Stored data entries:
=== Section Start ===

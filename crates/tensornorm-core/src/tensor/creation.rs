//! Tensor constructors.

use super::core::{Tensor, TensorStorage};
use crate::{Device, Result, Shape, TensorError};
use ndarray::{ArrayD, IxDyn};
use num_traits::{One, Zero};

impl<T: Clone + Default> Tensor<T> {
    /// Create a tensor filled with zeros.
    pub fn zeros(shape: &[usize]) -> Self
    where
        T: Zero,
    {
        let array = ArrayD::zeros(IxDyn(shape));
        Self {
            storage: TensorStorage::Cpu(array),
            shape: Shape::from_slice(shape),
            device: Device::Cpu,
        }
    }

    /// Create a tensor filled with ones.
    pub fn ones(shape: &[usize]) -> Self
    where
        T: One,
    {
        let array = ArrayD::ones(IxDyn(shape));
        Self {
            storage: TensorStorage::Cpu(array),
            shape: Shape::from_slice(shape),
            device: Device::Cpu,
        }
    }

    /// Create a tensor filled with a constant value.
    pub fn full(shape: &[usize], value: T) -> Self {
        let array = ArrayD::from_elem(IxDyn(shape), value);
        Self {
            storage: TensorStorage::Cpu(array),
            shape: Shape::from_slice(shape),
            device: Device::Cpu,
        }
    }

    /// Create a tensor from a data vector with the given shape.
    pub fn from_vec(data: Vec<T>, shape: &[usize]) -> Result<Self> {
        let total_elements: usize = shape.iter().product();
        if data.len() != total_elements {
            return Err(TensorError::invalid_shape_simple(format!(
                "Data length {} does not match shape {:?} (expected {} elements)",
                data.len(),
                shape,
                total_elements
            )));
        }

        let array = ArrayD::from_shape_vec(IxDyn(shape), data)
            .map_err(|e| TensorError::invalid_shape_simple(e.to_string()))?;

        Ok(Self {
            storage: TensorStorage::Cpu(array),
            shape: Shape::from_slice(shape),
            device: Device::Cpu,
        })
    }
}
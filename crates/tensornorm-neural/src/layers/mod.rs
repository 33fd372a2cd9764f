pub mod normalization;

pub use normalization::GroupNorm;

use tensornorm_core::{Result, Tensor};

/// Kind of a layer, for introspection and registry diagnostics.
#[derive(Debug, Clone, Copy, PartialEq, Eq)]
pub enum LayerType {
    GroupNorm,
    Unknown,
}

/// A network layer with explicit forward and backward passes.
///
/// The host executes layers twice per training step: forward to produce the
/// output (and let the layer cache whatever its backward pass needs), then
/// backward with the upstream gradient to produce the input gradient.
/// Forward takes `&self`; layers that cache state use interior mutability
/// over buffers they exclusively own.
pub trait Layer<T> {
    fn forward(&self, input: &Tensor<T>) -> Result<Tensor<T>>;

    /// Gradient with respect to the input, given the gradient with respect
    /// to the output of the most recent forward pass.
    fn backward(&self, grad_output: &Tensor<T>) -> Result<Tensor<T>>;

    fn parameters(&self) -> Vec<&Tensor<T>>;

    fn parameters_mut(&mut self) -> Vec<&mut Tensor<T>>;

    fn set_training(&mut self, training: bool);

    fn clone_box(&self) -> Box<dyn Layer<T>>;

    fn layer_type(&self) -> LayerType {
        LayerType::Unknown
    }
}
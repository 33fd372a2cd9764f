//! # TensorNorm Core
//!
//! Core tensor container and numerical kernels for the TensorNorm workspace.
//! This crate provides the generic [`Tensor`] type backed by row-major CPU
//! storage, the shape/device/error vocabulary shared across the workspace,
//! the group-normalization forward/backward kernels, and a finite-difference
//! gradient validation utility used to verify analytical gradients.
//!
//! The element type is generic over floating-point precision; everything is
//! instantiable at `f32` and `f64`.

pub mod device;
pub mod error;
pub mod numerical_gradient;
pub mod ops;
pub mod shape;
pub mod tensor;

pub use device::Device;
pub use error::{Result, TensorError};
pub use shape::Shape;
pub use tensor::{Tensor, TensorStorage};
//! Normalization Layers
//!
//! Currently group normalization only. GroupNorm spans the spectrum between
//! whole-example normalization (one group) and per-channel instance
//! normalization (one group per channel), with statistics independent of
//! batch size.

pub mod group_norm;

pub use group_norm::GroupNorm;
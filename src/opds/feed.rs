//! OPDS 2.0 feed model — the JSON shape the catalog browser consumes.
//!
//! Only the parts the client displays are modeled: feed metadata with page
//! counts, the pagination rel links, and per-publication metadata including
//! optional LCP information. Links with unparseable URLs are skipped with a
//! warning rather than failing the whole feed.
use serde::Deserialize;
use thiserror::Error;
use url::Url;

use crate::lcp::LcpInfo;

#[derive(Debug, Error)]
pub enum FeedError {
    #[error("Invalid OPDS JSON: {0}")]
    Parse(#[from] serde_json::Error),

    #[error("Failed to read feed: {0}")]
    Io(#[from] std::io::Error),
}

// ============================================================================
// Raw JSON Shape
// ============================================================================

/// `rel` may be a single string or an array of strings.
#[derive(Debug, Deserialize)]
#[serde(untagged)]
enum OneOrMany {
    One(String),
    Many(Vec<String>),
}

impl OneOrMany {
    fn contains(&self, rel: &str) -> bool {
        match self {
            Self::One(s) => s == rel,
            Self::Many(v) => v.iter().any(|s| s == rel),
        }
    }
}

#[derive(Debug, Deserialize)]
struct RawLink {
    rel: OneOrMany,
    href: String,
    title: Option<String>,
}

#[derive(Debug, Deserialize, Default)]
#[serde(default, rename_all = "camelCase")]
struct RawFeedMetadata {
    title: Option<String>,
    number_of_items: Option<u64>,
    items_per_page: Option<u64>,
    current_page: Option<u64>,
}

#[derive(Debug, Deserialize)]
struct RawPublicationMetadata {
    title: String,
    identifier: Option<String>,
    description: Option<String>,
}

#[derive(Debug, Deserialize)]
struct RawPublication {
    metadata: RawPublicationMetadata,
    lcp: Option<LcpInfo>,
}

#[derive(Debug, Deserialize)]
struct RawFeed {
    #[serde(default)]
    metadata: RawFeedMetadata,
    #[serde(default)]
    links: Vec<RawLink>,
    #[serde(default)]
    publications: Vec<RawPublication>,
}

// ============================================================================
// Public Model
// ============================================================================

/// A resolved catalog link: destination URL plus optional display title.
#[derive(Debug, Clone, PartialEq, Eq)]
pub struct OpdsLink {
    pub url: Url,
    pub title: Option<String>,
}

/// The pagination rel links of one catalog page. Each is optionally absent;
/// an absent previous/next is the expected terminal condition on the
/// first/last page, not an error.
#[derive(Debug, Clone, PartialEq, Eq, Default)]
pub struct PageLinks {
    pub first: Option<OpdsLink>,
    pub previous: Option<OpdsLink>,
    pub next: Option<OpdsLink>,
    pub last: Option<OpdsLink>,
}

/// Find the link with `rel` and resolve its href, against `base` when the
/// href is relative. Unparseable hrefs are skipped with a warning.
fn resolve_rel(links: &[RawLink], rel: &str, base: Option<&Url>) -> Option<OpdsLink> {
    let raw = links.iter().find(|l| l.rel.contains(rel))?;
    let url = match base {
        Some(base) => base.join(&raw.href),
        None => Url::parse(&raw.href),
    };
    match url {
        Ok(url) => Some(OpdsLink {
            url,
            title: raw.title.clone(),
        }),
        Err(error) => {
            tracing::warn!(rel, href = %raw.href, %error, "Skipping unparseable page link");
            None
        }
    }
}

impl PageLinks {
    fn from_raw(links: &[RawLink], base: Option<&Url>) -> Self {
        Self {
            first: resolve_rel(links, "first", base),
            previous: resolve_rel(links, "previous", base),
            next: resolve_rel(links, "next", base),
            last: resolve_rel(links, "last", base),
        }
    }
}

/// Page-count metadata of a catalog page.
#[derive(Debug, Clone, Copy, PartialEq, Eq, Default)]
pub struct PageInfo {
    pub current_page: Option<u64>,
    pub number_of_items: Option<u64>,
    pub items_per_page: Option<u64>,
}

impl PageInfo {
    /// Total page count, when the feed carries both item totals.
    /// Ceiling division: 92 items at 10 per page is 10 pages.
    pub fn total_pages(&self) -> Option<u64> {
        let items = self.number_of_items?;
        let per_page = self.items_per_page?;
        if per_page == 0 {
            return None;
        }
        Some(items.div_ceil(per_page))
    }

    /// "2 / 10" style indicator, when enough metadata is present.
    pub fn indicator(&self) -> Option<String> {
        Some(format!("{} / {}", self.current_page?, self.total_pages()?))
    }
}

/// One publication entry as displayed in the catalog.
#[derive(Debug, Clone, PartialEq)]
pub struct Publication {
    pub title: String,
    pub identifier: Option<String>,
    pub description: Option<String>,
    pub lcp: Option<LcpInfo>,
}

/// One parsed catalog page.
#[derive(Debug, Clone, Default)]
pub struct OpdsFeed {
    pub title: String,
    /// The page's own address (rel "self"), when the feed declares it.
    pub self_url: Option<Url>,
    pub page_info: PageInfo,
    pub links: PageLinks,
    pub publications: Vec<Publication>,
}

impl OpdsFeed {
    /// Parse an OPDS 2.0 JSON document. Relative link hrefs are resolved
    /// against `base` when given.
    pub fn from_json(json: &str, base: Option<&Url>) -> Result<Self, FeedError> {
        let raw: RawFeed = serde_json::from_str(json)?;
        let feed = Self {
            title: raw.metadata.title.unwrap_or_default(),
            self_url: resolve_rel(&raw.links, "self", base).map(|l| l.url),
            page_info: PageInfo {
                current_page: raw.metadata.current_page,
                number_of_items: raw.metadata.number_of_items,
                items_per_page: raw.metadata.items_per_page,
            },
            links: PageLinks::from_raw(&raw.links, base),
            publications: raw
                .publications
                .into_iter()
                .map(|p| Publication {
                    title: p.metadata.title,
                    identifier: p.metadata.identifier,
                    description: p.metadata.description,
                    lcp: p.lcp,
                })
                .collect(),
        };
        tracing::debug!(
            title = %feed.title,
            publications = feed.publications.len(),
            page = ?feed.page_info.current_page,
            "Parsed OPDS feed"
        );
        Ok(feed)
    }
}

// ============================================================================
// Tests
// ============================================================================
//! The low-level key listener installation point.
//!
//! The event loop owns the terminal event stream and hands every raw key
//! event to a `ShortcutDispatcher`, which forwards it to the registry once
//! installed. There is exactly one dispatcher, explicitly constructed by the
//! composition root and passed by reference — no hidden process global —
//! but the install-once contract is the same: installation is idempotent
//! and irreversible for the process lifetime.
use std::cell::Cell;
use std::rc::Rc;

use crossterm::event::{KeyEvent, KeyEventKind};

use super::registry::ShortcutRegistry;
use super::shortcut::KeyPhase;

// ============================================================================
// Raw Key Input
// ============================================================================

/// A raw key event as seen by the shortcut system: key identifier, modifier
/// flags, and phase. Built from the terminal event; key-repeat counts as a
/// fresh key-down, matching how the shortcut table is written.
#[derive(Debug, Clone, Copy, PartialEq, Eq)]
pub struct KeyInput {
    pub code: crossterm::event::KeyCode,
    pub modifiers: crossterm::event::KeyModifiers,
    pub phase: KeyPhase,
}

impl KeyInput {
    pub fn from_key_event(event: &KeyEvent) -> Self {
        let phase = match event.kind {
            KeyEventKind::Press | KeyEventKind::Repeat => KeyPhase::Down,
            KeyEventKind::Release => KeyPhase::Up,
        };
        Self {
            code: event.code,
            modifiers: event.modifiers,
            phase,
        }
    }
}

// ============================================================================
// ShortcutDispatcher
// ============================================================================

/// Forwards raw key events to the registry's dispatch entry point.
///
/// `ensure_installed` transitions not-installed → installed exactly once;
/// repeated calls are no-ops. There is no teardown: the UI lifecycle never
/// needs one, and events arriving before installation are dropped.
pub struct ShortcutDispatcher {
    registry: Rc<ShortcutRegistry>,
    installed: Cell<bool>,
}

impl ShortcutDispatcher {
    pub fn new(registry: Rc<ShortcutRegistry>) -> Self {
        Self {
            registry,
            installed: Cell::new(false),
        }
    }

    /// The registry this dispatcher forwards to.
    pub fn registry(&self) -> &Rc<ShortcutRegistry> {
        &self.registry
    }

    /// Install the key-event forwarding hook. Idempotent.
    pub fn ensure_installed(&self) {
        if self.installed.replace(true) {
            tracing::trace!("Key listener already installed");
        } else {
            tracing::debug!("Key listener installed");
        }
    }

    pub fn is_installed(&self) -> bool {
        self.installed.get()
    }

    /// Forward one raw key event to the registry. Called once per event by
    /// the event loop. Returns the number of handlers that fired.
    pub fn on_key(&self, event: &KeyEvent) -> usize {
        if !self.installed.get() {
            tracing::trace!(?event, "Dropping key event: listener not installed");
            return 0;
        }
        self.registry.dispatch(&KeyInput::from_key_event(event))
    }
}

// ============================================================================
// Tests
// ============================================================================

=== Section End ===

__Work instruction__:
Note every line of the entries in which "point" appears, and copy it down.

__Response box__:
//! The element type is generic over floating-point precision; everything is
//! The low-level key listener installation point.
/// Forwards raw key events to the registry's dispatch entry point.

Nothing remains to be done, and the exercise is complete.